Only the lines from the one containing "let advanced = transaction.schedule;" through the one containing "if let Err(err)" should be printed, exactly as they appear below, with both ends included.
(Supplied material begins)
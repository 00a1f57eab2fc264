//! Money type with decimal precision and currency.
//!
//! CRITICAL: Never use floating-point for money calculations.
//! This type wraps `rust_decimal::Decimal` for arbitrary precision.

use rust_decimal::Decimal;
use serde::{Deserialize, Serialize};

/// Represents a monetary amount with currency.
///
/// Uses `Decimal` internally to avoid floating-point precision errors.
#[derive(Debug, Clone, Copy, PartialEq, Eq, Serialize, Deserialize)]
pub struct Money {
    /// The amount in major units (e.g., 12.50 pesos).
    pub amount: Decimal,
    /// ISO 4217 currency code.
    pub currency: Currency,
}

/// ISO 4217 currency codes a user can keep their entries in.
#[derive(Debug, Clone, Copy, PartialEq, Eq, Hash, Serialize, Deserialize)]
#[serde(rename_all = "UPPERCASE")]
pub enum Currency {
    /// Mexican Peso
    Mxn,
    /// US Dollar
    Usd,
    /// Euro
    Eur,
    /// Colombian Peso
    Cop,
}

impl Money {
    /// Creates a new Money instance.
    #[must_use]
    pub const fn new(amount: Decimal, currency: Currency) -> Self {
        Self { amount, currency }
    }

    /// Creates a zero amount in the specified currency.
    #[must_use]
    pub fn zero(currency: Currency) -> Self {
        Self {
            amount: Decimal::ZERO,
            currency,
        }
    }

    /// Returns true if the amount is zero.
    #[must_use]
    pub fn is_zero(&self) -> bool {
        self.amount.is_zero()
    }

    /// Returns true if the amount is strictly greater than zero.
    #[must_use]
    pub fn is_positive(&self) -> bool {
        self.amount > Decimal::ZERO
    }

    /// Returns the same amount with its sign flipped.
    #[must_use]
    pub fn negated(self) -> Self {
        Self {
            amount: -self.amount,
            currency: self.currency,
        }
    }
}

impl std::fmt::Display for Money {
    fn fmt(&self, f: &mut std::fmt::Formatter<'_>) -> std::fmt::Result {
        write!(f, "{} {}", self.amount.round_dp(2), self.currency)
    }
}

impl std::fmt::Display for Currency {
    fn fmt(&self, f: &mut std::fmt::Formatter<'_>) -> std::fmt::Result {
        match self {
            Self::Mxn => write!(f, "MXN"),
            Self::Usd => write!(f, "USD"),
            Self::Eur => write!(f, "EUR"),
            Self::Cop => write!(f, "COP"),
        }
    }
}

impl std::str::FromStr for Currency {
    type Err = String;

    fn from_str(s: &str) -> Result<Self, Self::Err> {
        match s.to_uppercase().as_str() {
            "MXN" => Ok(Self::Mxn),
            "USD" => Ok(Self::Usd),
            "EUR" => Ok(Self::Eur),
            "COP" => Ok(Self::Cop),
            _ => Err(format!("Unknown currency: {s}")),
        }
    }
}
(Supplied material ends)
(Supplied material begins)
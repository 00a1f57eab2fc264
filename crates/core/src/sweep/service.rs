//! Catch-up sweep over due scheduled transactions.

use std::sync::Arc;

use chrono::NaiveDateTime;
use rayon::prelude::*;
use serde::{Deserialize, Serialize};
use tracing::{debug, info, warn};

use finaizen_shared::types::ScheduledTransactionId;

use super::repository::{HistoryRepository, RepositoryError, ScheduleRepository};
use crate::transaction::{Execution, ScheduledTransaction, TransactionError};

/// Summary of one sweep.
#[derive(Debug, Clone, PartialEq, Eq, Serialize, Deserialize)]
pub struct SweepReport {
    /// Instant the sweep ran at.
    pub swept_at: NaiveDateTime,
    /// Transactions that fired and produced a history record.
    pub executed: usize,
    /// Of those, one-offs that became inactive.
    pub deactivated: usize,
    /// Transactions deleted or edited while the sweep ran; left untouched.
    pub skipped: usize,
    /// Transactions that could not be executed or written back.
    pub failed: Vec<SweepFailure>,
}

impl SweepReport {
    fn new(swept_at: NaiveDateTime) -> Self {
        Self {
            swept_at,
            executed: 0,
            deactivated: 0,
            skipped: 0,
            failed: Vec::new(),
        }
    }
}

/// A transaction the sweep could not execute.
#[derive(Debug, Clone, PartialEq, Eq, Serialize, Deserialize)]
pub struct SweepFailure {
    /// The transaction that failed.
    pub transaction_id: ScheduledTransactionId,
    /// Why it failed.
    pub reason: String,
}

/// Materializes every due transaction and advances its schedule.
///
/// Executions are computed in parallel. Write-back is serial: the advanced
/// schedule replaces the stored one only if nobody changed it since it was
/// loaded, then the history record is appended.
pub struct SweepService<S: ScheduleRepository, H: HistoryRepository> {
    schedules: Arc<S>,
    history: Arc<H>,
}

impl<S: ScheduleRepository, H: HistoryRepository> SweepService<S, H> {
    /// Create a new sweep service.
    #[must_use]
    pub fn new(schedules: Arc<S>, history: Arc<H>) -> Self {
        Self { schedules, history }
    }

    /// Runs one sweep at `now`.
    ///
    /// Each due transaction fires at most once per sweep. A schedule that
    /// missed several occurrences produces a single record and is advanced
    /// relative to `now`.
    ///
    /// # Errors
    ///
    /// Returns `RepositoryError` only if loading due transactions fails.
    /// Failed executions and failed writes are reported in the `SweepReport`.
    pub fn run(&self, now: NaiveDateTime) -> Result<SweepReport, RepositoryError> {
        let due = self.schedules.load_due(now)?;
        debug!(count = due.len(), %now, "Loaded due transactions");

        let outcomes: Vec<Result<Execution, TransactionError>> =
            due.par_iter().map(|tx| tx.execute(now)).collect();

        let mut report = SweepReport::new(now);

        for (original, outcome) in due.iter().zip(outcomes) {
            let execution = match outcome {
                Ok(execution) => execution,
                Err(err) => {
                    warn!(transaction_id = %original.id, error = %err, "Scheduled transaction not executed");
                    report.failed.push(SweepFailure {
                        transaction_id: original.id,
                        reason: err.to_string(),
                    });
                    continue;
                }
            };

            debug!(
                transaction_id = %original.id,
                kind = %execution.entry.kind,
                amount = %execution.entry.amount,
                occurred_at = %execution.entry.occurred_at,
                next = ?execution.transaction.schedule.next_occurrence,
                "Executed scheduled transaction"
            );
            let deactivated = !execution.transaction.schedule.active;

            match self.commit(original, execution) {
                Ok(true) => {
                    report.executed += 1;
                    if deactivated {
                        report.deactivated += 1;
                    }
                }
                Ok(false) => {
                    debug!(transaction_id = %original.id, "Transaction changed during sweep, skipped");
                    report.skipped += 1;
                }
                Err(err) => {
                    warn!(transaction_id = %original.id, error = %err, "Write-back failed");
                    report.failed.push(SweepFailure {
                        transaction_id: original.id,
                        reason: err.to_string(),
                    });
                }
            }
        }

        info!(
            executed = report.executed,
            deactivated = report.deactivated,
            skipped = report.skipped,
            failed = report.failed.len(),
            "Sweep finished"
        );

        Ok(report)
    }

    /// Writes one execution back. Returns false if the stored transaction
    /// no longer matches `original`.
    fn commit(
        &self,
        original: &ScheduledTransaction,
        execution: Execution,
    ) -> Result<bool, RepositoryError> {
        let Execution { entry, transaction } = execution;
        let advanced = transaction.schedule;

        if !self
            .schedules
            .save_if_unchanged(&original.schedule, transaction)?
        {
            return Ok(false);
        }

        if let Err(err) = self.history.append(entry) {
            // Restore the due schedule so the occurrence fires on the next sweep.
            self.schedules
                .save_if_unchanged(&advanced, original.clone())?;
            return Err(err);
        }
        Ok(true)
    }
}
(Supplied material ends)
(Supplied material begins)
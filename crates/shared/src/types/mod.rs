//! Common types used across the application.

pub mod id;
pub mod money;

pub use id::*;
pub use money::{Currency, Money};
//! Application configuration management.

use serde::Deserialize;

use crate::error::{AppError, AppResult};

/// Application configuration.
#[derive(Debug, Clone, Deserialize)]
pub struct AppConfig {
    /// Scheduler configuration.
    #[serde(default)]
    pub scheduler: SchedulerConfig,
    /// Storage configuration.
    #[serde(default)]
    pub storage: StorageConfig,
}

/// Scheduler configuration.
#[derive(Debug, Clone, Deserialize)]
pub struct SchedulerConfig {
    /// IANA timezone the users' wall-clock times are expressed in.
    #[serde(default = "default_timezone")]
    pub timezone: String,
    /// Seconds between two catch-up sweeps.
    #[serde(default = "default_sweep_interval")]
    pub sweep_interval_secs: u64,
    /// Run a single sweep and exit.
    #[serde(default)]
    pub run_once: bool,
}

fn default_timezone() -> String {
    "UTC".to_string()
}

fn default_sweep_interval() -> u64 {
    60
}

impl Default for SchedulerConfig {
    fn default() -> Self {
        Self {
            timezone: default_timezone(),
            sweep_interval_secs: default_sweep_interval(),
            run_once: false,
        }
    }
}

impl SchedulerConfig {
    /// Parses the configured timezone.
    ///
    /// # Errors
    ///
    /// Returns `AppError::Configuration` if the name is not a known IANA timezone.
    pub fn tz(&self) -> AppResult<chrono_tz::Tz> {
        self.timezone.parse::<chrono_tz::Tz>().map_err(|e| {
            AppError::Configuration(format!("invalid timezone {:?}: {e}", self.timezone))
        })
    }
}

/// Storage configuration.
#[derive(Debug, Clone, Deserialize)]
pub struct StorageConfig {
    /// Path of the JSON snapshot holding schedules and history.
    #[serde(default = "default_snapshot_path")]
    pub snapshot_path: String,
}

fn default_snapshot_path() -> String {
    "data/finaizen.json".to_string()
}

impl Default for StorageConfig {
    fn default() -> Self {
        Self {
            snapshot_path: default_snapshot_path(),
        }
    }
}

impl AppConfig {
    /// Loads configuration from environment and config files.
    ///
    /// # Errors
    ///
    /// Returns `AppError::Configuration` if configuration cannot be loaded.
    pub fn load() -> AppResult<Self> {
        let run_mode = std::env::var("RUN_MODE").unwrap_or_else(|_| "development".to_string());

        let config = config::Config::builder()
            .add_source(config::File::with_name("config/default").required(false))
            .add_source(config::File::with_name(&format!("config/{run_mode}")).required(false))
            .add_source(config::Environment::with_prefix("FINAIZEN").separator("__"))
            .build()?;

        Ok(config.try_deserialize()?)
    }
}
(Supplied material ends)
- [Solution to the problem]:
        let advanced = transaction.schedule;

        if !self
            .schedules
            .save_if_unchanged(&original.schedule, transaction)?
        {
            return Ok(false);
        }

        if let Err(err) = self.history.append(entry) {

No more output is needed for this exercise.